OK, I’m in. What’s the Timeline?

Each year and each program has its own application details and deadlines, but all pediatric subspecialty fellowships are on the same calendar. Like residency applications you apply through ERAS and match through the NRMP.

Typically ERAS opens for applications in early July and programs begin offering interviews in the late summer and early fall. Most interviews are done by the end of November. Match day is usually in December.

The most current ERAS application deadlines are here:

https://students-residents.aamc.org/eras-tools-and-worksheets-fellowship-applicants/eras-2022-fellowship-application-timeline

The most current NRMP match deadlines are here:

Match Calendars

How do I build my strongest application?

Every subspecialty has its own culture and priorities, but some things are universal:

Focus on residency! Developing your foundational skills in core pediatrics is more important than getting a leg up on subspecialty content.

What about research?

Again, different programs and fields will have different priorities, but one completed published paper is worth more than five active projects that aren’t completed. Evidence that you saw something through to the end product is quite meaningful – fellowship directors know that you don’t have dedicated research time in residency for major projects.

Who should write my letters of recommendation and how do I get them?

You should get at least 3 letters; very few programs ask for more than three.

One should be from your program director – email and set up a meeting with Lisa McQueen sometime in the spring to discuss your application and your letter. The other two should be from faculty members who can speak to your clinical skills in the specialty you are seeking. In most cases, this is a faculty member in the specialty, but you can also get letters from faculty in other fields with related skill sets. For example, if you are applying to cardiology, have a letter from an intensivist is completely relevant.

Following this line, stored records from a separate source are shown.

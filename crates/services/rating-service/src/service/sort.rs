//! Sortable table views.
//!
//! [`sort`] produces a stably ordered view of borrowed items; [`Sorter`] keeps
//! the `{key, direction}` state behind a column header and toggles it.

use std::cmp::Ordering;

use domain::{Store, User};

/// Sort direction
#[derive(Debug, Clone, Copy, PartialEq, Eq)]
pub enum SortDirection {
    Ascending,
    Descending,
}

/// Active sort key and direction
#[derive(Debug, Clone, Copy, PartialEq, Eq)]
pub struct SortConfig<K> {
    pub key: K,
    pub direction: SortDirection,
}

/// Value of a field as seen by the comparator
#[derive(Debug, Clone, Copy, PartialEq)]
pub enum SortField<'a> {
    Text(&'a str),
    Number(f64),
    Absent,
}

impl SortField<'_> {
    /// Three-way comparison. Text is compared lexicographically and numbers
    /// numerically; absent values sort first; mixed kinds compare equal.
    pub fn compare(&self, other: &Self) -> Ordering {
        match (self, other) {
            (SortField::Text(a), SortField::Text(b)) => a.cmp(b),
            (SortField::Number(a), SortField::Number(b)) => {
                a.partial_cmp(b).unwrap_or(Ordering::Equal)
            }
            (SortField::Absent, SortField::Absent) => Ordering::Equal,
            (SortField::Absent, _) => Ordering::Less,
            (_, SortField::Absent) => Ordering::Greater,
            _ => Ordering::Equal,
        }
    }
}

/// Rows that can be ordered by a named column.
pub trait Sortable {
    type Key: Copy + PartialEq;

    fn sort_field(&self, key: Self::Key) -> SortField<'_>;
}

/// Sortable user columns
#[derive(Debug, Clone, Copy, PartialEq, Eq)]
pub enum UserSortKey {
    Id,
    Name,
    Email,
    Address,
    Role,
}

impl Sortable for User {
    type Key = UserSortKey;

    fn sort_field(&self, key: UserSortKey) -> SortField<'_> {
        match key {
            UserSortKey::Id => SortField::Number(self.id as f64),
            UserSortKey::Name => SortField::Text(&self.name),
            UserSortKey::Email => SortField::Text(&self.email),
            UserSortKey::Address => SortField::Text(&self.address),
            UserSortKey::Role => SortField::Text(self.role.label()),
        }
    }
}

/// Sortable store columns
#[derive(Debug, Clone, Copy, PartialEq, Eq)]
pub enum StoreSortKey {
    Id,
    Name,
    Address,
}

impl Sortable for Store {
    type Key = StoreSortKey;

    fn sort_field(&self, key: StoreSortKey) -> SortField<'_> {
        match key {
            StoreSortKey::Id => SortField::Number(self.id as f64),
            StoreSortKey::Name => SortField::Text(&self.name),
            StoreSortKey::Address => SortField::Text(&self.address),
        }
    }
}

/// Stable sort of a borrowed view; `items` is left untouched.
pub fn sort<'a, T: Sortable>(items: &'a [T], key: T::Key, direction: SortDirection) -> Vec<&'a T> {
    let mut view: Vec<&T> = items.iter().collect();
    view.sort_by(|a, b| {
        let ordering = a.sort_field(key).compare(&b.sort_field(key));
        match direction {
            SortDirection::Ascending => ordering,
            SortDirection::Descending => ordering.reverse(),
        }
    });
    view
}

/// Column-header sort state.
pub struct Sorter<T: Sortable> {
    config: Option<SortConfig<T::Key>>,
}

impl<T: Sortable> Default for Sorter<T> {
    fn default() -> Self {
        Self { config: None }
    }
}

impl<T: Sortable> Sorter<T> {
    pub fn new() -> Self {
        Self::default()
    }

    pub fn with_config(config: SortConfig<T::Key>) -> Self {
        Self {
            config: Some(config),
        }
    }

    pub fn config(&self) -> Option<SortConfig<T::Key>> {
        self.config
    }

    /// Descending only when the previous sort was ascending on the same key,
    /// ascending otherwise.
    pub fn request_sort(&mut self, key: T::Key) -> SortConfig<T::Key> {
        let direction = match self.config {
            Some(current)
                if current.key == key && current.direction == SortDirection::Ascending =>
            {
                SortDirection::Descending
            }
            _ => SortDirection::Ascending,
        };

        let config = SortConfig { key, direction };
        self.config = Some(config);
        config
    }

    /// Apply the current configuration; without one the original order is kept.
    pub fn sorted<'a>(&self, items: &'a [T]) -> Vec<&'a T> {
        match self.config {
            Some(config) => sort(items, config.key, config.direction),
            None => items.iter().collect(),
        }
    }
}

Give your letter – writers a month, and meet with them to ask for the letter and share with them your career goals. Having a copy of your CV and your personal statement really helps facilitate this. When you register on ERAS, you will be able to identify your letter writers and generate a pdf with a unique code which you send to your letter writer so they can upload your letter on their own. You’ll get notified by ERAS when that letter is uploaded. Important – and this freaks people out every year – you do not need to receive confirmation that your letters are in before submitting your application. Submit it when ready; if your letter writers haven’t yet uploaded you can gently remind them but you do not need to wait for their letter before you upload and submit your application!

What should be on my CV?

A few guidelines:

Be prepared to discuss anything and everything that you put on your CV.

More recent entries are more important, but relevant experiences from medical school and even before are still fine to include if they are relevant.

Don’t pad your CV. Listing teaching you gave on rounds to the medical students as “oral presentation” is disingenuous and it won’t look good.

What about my personal statement?

Again, lots of variability in how much attention and what kind of attention programs pay to your personal statement, but in general, programs want to understand what your career goals are and whether they have the resources and mentors to support those goals. Write about the areas within the specialty that are of particular interest to you. Use the personal statement to connect any of your scholarly work to your career goals. Be specific, be professional, and focus on your goals.

How do I prepare for interviews?

Every summer our program prepares a fellowship interview boot camp, including mock interviews and a subspecialty faculty panel. It’s helpful to get different perspectives and to get feedback on your interview style. Last year we held virtual mock interviews and we will plan to do the same this year. While you can’t predict every question, you should most definitely expect some version of these:

  • Why are you choosing this specialty?
  • What prompted you to apply to our program?
  • What do you think you might focus on for your scholarship?
  • What are your career goals? Academic or community practice?
  • Where do you see yourself in 5 – 10 years?
  • What questions do you have for me?

A note about the 2021 – 2022 season: At the moment it appears that this season will also be conducted virtually but we’ll keep you in the loop if anything changes.